Each line from the material with the word "Some" in it must be copied.
───── Source data ─────
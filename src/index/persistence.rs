// Persisted index: one JSON document replaced atomically on every save
use serde::Serialize;
use std::fs;
use std::io::Write;
use std::path::{Path, PathBuf};
use tracing::debug;

use crate::corpus::PageRecord;
use crate::errors::{RagError, Result};
use crate::index::store::{EmbeddingIndex, RawIndex};

#[derive(Serialize)]
struct IndexFileRef<'a> {
    vectors: &'a [Vec<f32>],
    metadata: &'a [PageRecord],
}

/// File-backed home of an [`EmbeddingIndex`].
///
/// Saves write a sibling temporary file and rename it over the target, so a
/// concurrent reader sees either the previous or the new index, never a mix.
#[derive(Debug, Clone)]
pub struct IndexStore {
    path: PathBuf,
}

impl IndexStore {
    pub fn new(path: impl Into<PathBuf>) -> Self {
        Self { path: path.into() }
    }

    pub fn path(&self) -> &Path {
        &self.path
    }

    pub fn exists(&self) -> bool {
        self.path.is_file()
    }

    /// Load the persisted index; a missing file is an empty index
    pub fn load(&self) -> Result<EmbeddingIndex> {
        if !self.exists() {
            debug!(path = %self.path.display(), "no persisted index, starting empty");
            return Ok(EmbeddingIndex::new());
        }

        let contents = fs::read_to_string(&self.path)?;
        let raw: RawIndex = serde_json::from_str(&contents)
            .map_err(|e| RagError::corrupt(&self.path, format!("unreadable index: {}", e)))?;

        let index = EmbeddingIndex::from_parts(raw.vectors, raw.metadata).map_err(|e| match e {
            RagError::InvariantViolation(reason) => RagError::corrupt(&self.path, reason),
            other => other,
        })?;

        debug!(
            path = %self.path.display(),
            pages = index.len(),
            "loaded persisted index"
        );
        Ok(index)
    }

    /// Persist the full index, replacing the previous copy
    pub fn save(&self, index: &EmbeddingIndex) -> Result<()> {
        if let Some(parent) = self.path.parent() {
            if !parent.as_os_str().is_empty() {
                fs::create_dir_all(parent)?;
            }
        }

        let body = IndexFileRef {
            vectors: index.vectors(),
            metadata: index.metadata(),
        };
        let json = serde_json::to_vec(&body)?;

        let tmp_path = self.temp_path();
        let written = write_synced(&tmp_path, &json).and_then(|()| fs::rename(&tmp_path, &self.path));
        if let Err(e) = written {
            let _ = fs::remove_file(&tmp_path);
            return Err(e.into());
        }

        Ok(())
    }

    /// Remove the persisted index if present
    pub fn remove(&self) -> Result<()> {
        if self.exists() {
            fs::remove_file(&self.path)?;
        }
        Ok(())
    }

    fn temp_path(&self) -> PathBuf {
        let mut name = self
            .path
            .file_name()
            .map(|n| n.to_os_string())
            .unwrap_or_else(|| "index".into());
        name.push(".tmp");
        self.path.with_file_name(name)
    }
}

fn write_synced(path: &Path, bytes: &[u8]) -> std::io::Result<()> {
    let mut file = fs::File::create(path)?;
    file.write_all(bytes)?;
    file.sync_all()
}
// Chat-completion boundary and its HTTP client
use async_trait::async_trait;
use base64::engine::general_purpose::STANDARD;
use base64::Engine;
use reqwest::Client;
use serde::Deserialize;
use serde_json::{json, Value};
use std::sync::Arc;
use std::time::Duration;
use tracing::debug;

use crate::cli::config::ChatConfig;
use crate::errors::ServiceError;

/// Input to one generation call
#[derive(Debug, Clone, Default, PartialEq, Eq)]
pub struct ChatPrompt {
    /// Instructions sent as the system message
    pub system: String,
    /// Primary user text
    pub text: String,
    /// Optional PNG attached to the user message
    pub image_png: Option<Vec<u8>>,
}

/// Generates text from a prompt plus retrieved reference context
#[async_trait]
pub trait ChatService: Send + Sync {
    async fn generate(&self, prompt: &ChatPrompt, context: &str) -> Result<String, ServiceError>;
}

#[async_trait]
impl<T: ChatService + ?Sized> ChatService for Arc<T> {
    async fn generate(&self, prompt: &ChatPrompt, context: &str) -> Result<String, ServiceError> {
        (**self).generate(prompt, context).await
    }
}

/// Client for Mistral-compatible `/chat/completions` endpoints
#[derive(Clone)]
pub struct MistralChat {
    client: Client,
    endpoint: String,
    api_key: String,
    model: String,
    max_tokens: u32,
}

impl MistralChat {
    pub fn new(
        base_url: &str,
        api_key: String,
        model: String,
        max_tokens: u32,
        timeout: Duration,
    ) -> Result<Self, ServiceError> {
        if api_key.trim().is_empty() {
            return Err(ServiceError::MissingApiKey(
                "key passed to the client is empty".to_string(),
            ));
        }
        let client = Client::builder().timeout(timeout).build()?;
        Ok(Self {
            client,
            endpoint: format!("{}/chat/completions", base_url.trim_end_matches('/')),
            api_key: api_key.trim().to_string(),
            model,
            max_tokens,
        })
    }

    pub fn from_config(config: &ChatConfig) -> Result<Self, ServiceError> {
        let api_key = std::env::var(&config.api_key_env)
            .ok()
            .filter(|k| !k.trim().is_empty())
            .ok_or_else(|| {
                ServiceError::MissingApiKey(format!(
                    "environment variable {} is not set",
                    config.api_key_env
                ))
            })?;
        Self::new(
            &config.base_url,
            api_key,
            config.model.clone(),
            config.max_tokens,
            Duration::from_secs(config.timeout_secs),
        )
    }

    /// Request body for one prompt; context is prepended to the user text
    fn request_body(&self, prompt: &ChatPrompt, context: &str) -> Value {
        let user_text = if context.is_empty() {
            prompt.text.clone()
        } else {
            format!("Reference material:\n{}\n\n{}", context, prompt.text)
        };

        let mut content = vec![json!({ "type": "text", "text": user_text })];
        if let Some(png) = &prompt.image_png {
            content.push(json!({
                "type": "image_url",
                "image_url": format!("data:image/png;base64,{}", STANDARD.encode(png)),
            }));
        }

        json!({
            "model": self.model,
            "max_tokens": self.max_tokens,
            "messages": [
                { "role": "system", "content": prompt.system },
                { "role": "user", "content": content },
            ],
        })
    }
}

#[async_trait]
impl ChatService for MistralChat {
    async fn generate(&self, prompt: &ChatPrompt, context: &str) -> Result<String, ServiceError> {
        let response = self
            .client
            .post(&self.endpoint)
            .bearer_auth(&self.api_key)
            .json(&self.request_body(prompt, context))
            .send()
            .await?;

        let status = response.status();
        if !status.is_success() {
            let body = response
                .text()
                .await
                .unwrap_or_else(|_| "<body unavailable>".to_string());
            return Err(ServiceError::Api {
                status: status.as_u16(),
                body,
            });
        }

        let parsed: ChatResponse = response
            .json()
            .await
            .map_err(|e| ServiceError::InvalidResponse(format!("bad chat payload: {}", e)))?;

        let text = parsed
            .choices
            .into_iter()
            .next()
            .and_then(|c| c.message.content)
            .ok_or_else(|| ServiceError::InvalidResponse("no completion returned".to_string()))?;

        debug!(chars = text.len(), "completion received");
        Ok(text)
    }
}

impl std::fmt::Debug for MistralChat {
    fn fmt(&self, f: &mut std::fmt::Formatter<'_>) -> std::fmt::Result {
        f.debug_struct("MistralChat")
            .field("endpoint", &self.endpoint)
            .field("model", &self.model)
            .finish()
    }
}

#[derive(Debug, Deserialize)]
struct ChatResponse {
    choices: Vec<ChatChoice>,
}

#[derive(Debug, Deserialize)]
struct ChatChoice {
    message: ChatMessage,
}

#[derive(Debug, Deserialize)]
struct ChatMessage {
    content: Option<String>,
}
─────
### Answer section
        if let Some(parent) = self.path.parent() {
        if let Some(png) = &prompt.image_png {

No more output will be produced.